MR. ASLAN:  My question, Mike, is, why does Meg what to be governor of California?  Why would anyone want to be governor of California?

MR. MURPHY:  Because...

MS. MYERS:  Let alone spend 140 million of their own money to get it.

MR. MURPHY:  Yeah, but the money is about getting--California is so expensive, $3 million a week for television, it's about getting a message out against the entrenched public employee unions.

MR. GREGORY:  OK.

MR. MURPHY:  I'm mean, I'm flaking but I believe it.  I live there.  I care about it.
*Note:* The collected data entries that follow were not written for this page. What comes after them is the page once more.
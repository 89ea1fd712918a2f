// Copyright (c) 2026 Robert L. Snyder, Sierra Vista, AZ
// Licensed under the MIT License. See LICENSE file in the project root for details.

//! Configuration system for the metronome.
//!
//! This module provides the playback configuration the scheduler reads at
//! start, the named profile store it is persisted in, engine settings, and
//! a file watcher for hot reload.

pub mod profiles;
pub mod settings;
pub mod watcher;

pub use profiles::ProfileStore;
pub use settings::EngineSettings;
pub use watcher::{validate_profiles, ConfigEvent, ConfigWatcher};

use std::fmt;
use std::path::PathBuf;
use std::str::FromStr;

use serde::{Deserialize, Serialize};
use thiserror::Error;

use crate::arrangement::{default_song_parts, layout_parts, measure_total, SongPart};
use crate::sequencer::BeatTiming;
use crate::timing::{MAX_TEMPO, MIN_TEMPO};

/// Longest song, in measures, the position counter can step past
pub const MAX_SONG_MEASURES: u32 = u32::MAX - 1;

/// Configuration errors
#[derive(Debug, Error)]
pub enum ConfigError {
    /// The configuration cannot be played or used
    #[error("Invalid configuration: {0}")]
    InvalidConfig(String),
    /// A file could not be read or written
    #[error("IO error: {0}")]
    Io(#[from] std::io::Error),
    /// A file could not be parsed
    #[error("Parse error: {0}")]
    Parse(String),
}

/// Which sound a voice plays
#[derive(Debug, Clone, Copy, Serialize, Deserialize, PartialEq, Eq, Hash, Default)]
#[serde(rename_all = "lowercase")]
pub enum SoundSelector {
    /// Synthesized tone
    #[default]
    Generated,
    /// Bundled sample from the sounds directory
    Builtin,
    /// User-supplied sample file
    Custom,
}

impl fmt::Display for SoundSelector {
    fn fmt(&self, f: &mut fmt::Formatter<'_>) -> fmt::Result {
        let name = match self {
            SoundSelector::Generated => "generated",
            SoundSelector::Builtin => "builtin",
            SoundSelector::Custom => "custom",
        };
        f.write_str(name)
    }
}

/// Settings for one click voice (accent or normal)
#[derive(Debug, Clone, Serialize, Deserialize, PartialEq, Default)]
pub struct VoiceConfig {
    /// Sound source for this voice
    #[serde(default)]
    pub sound: SoundSelector,
    /// Timing offset in seconds applied to the sound only (may be negative)
    #[serde(default)]
    pub offset: f64,
    /// Sample file used when `sound` is `custom`
    #[serde(default, skip_serializing_if = "Option::is_none")]
    pub file: Option<PathBuf>,
}

impl VoiceConfig {
    /// Voice with a given sound and no offset
    pub fn with_sound(sound: SoundSelector) -> Self {
        Self {
            sound,
            ..Default::default()
        }
    }
}

/// Everything the scheduler needs to play a song
#[derive(Debug, Clone, Serialize, Deserialize, PartialEq)]
pub struct PlaybackConfig {
    /// Tempo in BPM
    #[serde(default = "default_tempo")]
    pub tempo: u32,
    /// Time signature numerator
    #[serde(default = "default_beats_per_measure")]
    pub beats_per_measure: u32,
    /// Time signature denominator
    #[serde(default = "default_beat_unit")]
    pub beat_unit: u32,
    /// Ordered song structure
    #[serde(default)]
    pub song_parts: Vec<SongPart>,
    /// Voice for the first beat of each measure
    #[serde(default)]
    pub accent: VoiceConfig,
    /// Voice for every other beat
    #[serde(default)]
    pub normal: VoiceConfig,
}

fn default_tempo() -> u32 {
    120
}
fn default_beats_per_measure() -> u32 {
    4
}
fn default_beat_unit() -> u32 {
    4
}

impl Default for PlaybackConfig {
    fn default() -> Self {
        Self {
            tempo: default_tempo(),
            beats_per_measure: default_beats_per_measure(),
            beat_unit: default_beat_unit(),
            song_parts: default_song_parts(),
            accent: VoiceConfig::default(),
            normal: VoiceConfig::default(),
        }
    }
}

impl PlaybackConfig {
    /// Check that the configuration can be played
    pub fn validate(&self) -> Result<(), ConfigError> {
        if !(MIN_TEMPO..=MAX_TEMPO).contains(&self.tempo) {
            return Err(ConfigError::InvalidConfig(format!(
                "tempo {} is outside {}-{} BPM",
                self.tempo, MIN_TEMPO, MAX_TEMPO
            )));
        }
        if self.beats_per_measure == 0 {
            return Err(ConfigError::InvalidConfig(
                "beats per measure must be positive".to_string(),
            ));
        }
        if self.beat_unit == 0 {
            return Err(ConfigError::InvalidConfig(
                "beat unit must be positive".to_string(),
            ));
        }
        if self.song_parts.is_empty() {
            return Err(ConfigError::InvalidConfig(
                "at least one song part is required".to_string(),
            ));
        }
        if let Some(part) = self.song_parts.iter().find(|p| p.measures == 0) {
            return Err(ConfigError::InvalidConfig(format!(
                "song part '{}' has no measures",
                part.name
            )));
        }
        self.check_song_length()?;
        for (label, voice) in [("accent", &self.accent), ("normal", &self.normal)] {
            if !voice.offset.is_finite() {
                return Err(ConfigError::InvalidConfig(format!(
                    "{} offset must be a finite number of seconds",
                    label
                )));
            }
        }
        Ok(())
    }

    /// Check that the part lengths add up to a song the counter can play
    pub fn check_song_length(&self) -> Result<(), ConfigError> {
        let total = measure_total(&self.song_parts);
        if total > MAX_SONG_MEASURES as u64 {
            return Err(ConfigError::InvalidConfig(format!(
                "song has {} measures, the limit is {}",
                total, MAX_SONG_MEASURES
            )));
        }
        Ok(())
    }

    /// Beat timing derived from tempo and time signature
    pub fn timing(&self) -> BeatTiming {
        BeatTiming::new(self.tempo, self.beats_per_measure, self.beat_unit)
    }

    /// Get time signature
    pub fn time_signature(&self) -> TimeSignature {
        TimeSignature {
            beats_per_measure: self.beats_per_measure,
            beat_unit: self.beat_unit,
        }
    }

    /// Set time signature
    pub fn set_time_signature(&mut self, signature: TimeSignature) {
        self.beats_per_measure = signature.beats_per_measure;
        self.beat_unit = signature.beat_unit;
    }

    /// Voice settings for accented or normal beats
    pub fn voice(&self, accent: bool) -> &VoiceConfig {
        if accent {
            &self.accent
        } else {
            &self.normal
        }
    }

    /// Recompute the measure layout of the song parts
    pub fn relayout(&mut self) {
        self.song_parts = layout_parts(&self.song_parts);
    }

    /// Append a part at the end of the song
    pub fn add_part(&mut self, name: impl Into<String>, measures: u32) {
        self.song_parts.push(SongPart::new(name, measures));
        self.relayout();
    }

    /// Remove a part by index
    pub fn remove_part(&mut self, index: usize) -> Option<SongPart> {
        if index >= self.song_parts.len() {
            return None;
        }
        let removed = self.song_parts.remove(index);
        self.relayout();
        Some(removed)
    }

    /// Rename a part; returns false if the index is out of range
    pub fn rename_part(&mut self, index: usize, name: impl Into<String>) -> bool {
        match self.song_parts.get_mut(index) {
            Some(part) => {
                part.name = name.into();
                true
            }
            None => false,
        }
    }

    /// Change the length of a part; zero-length parts are refused
    pub fn set_part_measures(&mut self, index: usize, measures: u32) -> Result<(), ConfigError> {
        if measures == 0 {
            return Err(ConfigError::InvalidConfig(
                "a song part needs at least one measure".to_string(),
            ));
        }
        let part = self.song_parts.get_mut(index).ok_or_else(|| {
            ConfigError::InvalidConfig(format!("no song part at index {}", index))
        })?;
        part.measures = measures;
        self.relayout();
        Ok(())
    }

    /// Replace the song structure with the default one
    pub fn reset_song_parts(&mut self) {
        self.song_parts = default_song_parts();
    }
}

/// Time signature such as 4/4 or 7/8
#[derive(Debug, Clone, Copy, PartialEq, Eq)]
pub struct TimeSignature {
    /// Beats per measure
    pub beats_per_measure: u32,
    /// Note value of one beat
    pub beat_unit: u32,
}

impl fmt::Display for TimeSignature {
    fn fmt(&self, f: &mut fmt::Formatter<'_>) -> fmt::Result {
        write!(f, "{}/{}", self.beats_per_measure, self.beat_unit)
    }
}

impl FromStr for TimeSignature {
    type Err = ConfigError;

    fn from_str(s: &str) -> Result<Self, Self::Err> {
        let (num, den) = s
            .trim()
            .split_once('/')
            .ok_or_else(|| ConfigError::Parse(format!("expected N/D time signature, got '{}'", s)))?;
        let beats_per_measure: u32 = num
            .trim()
            .parse()
            .map_err(|_| ConfigError::Parse(format!("invalid beat count in '{}'", s)))?;
        let beat_unit: u32 = den
            .trim()
            .parse()
            .map_err(|_| ConfigError::Parse(format!("invalid beat unit in '{}'", s)))?;
        if beats_per_measure == 0 || beat_unit == 0 {
            return Err(ConfigError::InvalidConfig(format!(
                "time signature '{}' must be positive",
                s
            )));
        }
        Ok(Self {
            beats_per_measure,
            beat_unit,
        })
    }
}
MR. GREGORY:  All right, we got to leave it there.  We'll see what happens. We'll be watching in California and around the country.  Thanks to everybody. We'll be right back after this brief station break.

(Announcements)

MR. DAVID GREGORY:  And before we go, a quick programming note, tune into MSNBC this afternoon at noon and 3 PM for a special rebroadcast of "Brian Williams Reports:  New Orleans, an American Story." And be sure to join us right here next week.  I'll be joined live by former Secretary of State Colin Powell for an exclusive interview.

That's all for today.  If it's Sunday, it's MEET THE PRESS.